* Action item
Give back exactly the lines that run from the beginning of the entries to the line containing "makes it trivial", both included, and nothing else.

* Dataset records
#####
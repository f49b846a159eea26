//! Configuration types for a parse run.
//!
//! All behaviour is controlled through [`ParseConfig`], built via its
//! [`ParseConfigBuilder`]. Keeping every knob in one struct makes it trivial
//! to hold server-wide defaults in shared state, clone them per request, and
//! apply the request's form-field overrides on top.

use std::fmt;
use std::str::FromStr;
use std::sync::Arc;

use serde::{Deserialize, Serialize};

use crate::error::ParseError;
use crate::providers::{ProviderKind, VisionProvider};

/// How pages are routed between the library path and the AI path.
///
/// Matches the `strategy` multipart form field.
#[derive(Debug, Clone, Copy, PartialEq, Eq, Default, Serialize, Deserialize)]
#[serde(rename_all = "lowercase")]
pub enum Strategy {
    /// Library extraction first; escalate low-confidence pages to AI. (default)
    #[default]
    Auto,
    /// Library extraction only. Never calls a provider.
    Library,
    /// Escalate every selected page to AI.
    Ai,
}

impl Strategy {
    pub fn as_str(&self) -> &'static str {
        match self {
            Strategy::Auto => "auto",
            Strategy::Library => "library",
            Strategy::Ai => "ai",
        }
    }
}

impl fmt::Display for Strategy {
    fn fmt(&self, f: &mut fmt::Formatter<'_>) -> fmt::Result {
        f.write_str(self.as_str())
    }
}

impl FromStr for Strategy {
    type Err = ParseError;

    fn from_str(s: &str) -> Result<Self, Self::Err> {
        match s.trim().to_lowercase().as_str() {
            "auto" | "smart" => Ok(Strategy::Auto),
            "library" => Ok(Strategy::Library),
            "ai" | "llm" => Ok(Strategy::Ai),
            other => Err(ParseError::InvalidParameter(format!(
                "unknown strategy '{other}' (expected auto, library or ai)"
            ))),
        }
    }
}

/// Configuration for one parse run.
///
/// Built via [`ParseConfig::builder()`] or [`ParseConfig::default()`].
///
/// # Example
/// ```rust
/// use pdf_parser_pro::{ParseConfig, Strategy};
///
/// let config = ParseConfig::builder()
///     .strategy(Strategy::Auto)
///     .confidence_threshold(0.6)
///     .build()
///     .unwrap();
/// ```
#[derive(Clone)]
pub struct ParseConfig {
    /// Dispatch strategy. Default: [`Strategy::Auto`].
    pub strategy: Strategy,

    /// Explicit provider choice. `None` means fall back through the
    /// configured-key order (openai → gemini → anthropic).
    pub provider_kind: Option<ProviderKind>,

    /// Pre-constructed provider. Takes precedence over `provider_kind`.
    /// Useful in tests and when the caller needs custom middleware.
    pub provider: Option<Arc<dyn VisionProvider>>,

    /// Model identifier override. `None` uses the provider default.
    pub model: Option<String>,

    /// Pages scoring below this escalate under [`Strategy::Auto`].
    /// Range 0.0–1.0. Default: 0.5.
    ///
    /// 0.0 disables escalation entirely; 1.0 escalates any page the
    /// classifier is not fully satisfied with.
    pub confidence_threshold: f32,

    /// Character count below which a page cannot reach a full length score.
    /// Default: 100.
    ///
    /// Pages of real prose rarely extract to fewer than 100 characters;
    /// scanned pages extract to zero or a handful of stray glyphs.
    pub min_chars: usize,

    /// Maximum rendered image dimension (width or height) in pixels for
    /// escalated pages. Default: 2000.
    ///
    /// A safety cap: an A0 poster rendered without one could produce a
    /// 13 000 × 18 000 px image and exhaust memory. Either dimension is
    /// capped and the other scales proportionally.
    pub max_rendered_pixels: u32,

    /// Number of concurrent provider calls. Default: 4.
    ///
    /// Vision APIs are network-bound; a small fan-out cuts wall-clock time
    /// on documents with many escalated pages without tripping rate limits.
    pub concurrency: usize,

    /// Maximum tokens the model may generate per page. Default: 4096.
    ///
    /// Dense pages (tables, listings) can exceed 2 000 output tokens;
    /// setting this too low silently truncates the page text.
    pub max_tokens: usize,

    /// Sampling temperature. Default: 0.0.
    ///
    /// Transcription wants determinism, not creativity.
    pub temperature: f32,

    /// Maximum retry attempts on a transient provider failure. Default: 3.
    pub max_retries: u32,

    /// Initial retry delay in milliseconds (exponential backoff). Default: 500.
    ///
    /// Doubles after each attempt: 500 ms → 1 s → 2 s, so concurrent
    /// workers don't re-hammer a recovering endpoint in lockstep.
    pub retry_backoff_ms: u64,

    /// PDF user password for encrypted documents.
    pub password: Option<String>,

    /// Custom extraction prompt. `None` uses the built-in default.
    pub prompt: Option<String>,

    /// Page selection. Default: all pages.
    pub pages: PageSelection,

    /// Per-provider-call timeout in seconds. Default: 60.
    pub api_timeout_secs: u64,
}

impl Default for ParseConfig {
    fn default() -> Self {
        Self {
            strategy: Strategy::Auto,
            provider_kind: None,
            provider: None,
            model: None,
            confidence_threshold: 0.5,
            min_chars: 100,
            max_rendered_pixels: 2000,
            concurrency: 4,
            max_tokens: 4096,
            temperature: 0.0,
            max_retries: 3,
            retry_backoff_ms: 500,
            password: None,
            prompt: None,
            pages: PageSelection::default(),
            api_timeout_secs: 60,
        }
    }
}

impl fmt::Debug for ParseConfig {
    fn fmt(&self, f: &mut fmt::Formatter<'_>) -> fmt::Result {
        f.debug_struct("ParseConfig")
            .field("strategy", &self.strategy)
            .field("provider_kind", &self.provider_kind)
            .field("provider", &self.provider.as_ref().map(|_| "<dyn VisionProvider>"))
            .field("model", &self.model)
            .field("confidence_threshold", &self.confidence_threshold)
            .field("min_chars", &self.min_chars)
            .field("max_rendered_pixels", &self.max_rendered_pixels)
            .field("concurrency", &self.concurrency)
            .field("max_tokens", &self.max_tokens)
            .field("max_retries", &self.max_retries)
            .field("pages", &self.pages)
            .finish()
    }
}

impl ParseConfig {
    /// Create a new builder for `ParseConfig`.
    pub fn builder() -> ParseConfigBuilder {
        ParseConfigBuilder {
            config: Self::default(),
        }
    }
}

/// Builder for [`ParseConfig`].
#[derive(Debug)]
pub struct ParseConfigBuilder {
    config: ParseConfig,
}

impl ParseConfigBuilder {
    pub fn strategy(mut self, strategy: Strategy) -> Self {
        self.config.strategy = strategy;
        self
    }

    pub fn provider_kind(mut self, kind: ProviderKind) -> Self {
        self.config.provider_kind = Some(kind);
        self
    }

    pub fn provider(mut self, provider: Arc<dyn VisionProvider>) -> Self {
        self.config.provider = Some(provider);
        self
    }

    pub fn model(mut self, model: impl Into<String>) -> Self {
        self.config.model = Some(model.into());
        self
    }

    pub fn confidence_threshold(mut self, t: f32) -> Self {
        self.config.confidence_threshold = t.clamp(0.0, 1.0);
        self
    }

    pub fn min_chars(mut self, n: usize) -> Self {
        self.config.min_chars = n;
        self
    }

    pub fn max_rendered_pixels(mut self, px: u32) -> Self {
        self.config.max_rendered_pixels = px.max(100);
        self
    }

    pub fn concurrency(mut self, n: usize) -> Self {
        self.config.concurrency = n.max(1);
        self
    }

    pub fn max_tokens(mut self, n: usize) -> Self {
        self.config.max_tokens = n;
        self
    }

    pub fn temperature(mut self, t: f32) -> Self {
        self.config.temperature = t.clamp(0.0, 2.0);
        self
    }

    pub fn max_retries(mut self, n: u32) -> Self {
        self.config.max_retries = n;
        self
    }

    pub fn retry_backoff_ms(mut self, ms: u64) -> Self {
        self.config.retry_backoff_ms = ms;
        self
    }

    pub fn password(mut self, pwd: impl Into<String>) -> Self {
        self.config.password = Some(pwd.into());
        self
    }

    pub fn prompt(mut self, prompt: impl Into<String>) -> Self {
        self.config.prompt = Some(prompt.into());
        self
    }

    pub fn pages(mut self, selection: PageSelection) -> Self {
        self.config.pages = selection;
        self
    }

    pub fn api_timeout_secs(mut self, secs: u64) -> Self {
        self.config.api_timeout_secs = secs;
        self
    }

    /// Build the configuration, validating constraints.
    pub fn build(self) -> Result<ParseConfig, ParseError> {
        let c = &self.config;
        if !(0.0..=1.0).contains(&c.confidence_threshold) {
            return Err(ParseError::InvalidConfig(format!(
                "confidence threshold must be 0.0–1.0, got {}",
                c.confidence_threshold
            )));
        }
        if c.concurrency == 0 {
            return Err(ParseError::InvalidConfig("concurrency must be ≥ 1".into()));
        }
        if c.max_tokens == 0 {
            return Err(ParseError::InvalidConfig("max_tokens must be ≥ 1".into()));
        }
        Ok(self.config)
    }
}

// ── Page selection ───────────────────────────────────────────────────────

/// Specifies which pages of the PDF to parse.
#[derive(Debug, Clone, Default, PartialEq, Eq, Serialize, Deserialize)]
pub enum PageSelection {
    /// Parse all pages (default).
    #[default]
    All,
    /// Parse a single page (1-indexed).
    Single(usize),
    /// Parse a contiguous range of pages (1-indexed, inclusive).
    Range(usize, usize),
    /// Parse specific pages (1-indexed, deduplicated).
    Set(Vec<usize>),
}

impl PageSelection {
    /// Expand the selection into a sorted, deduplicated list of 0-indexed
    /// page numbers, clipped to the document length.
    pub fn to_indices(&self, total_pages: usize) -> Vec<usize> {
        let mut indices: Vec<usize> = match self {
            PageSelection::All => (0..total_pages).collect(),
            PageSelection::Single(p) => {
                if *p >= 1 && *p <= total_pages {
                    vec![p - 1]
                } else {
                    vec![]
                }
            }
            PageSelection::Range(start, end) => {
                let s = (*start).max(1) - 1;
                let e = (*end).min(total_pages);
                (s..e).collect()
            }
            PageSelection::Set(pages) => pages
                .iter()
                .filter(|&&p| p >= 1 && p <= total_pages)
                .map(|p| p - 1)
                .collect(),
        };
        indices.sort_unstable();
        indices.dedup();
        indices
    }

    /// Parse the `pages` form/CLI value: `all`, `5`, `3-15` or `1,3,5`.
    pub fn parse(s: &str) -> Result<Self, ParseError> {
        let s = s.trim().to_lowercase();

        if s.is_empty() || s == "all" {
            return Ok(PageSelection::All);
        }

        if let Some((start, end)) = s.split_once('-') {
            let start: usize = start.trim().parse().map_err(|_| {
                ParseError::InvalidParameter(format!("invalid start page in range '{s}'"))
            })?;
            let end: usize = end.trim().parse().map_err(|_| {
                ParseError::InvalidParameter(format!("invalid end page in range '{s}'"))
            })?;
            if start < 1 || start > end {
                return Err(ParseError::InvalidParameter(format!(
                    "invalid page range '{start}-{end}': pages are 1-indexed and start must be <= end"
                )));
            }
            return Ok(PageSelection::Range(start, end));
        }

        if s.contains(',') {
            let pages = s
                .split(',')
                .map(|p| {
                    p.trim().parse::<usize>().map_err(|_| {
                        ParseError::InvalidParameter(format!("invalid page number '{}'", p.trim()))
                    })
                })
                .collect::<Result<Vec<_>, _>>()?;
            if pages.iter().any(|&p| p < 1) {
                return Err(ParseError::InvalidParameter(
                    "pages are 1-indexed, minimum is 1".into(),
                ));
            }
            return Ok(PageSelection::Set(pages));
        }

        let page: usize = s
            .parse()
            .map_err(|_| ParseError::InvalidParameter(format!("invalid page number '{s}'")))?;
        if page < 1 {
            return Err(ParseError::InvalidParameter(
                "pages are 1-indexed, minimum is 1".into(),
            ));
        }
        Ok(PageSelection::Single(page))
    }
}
#####
* Written reply
repository f49b846a159eea26
//! Configuration types for a parse run.
//!
//! All behaviour is controlled through [`ParseConfig`], built via its
//! [`ParseConfigBuilder`]. Keeping every knob in one struct makes it trivial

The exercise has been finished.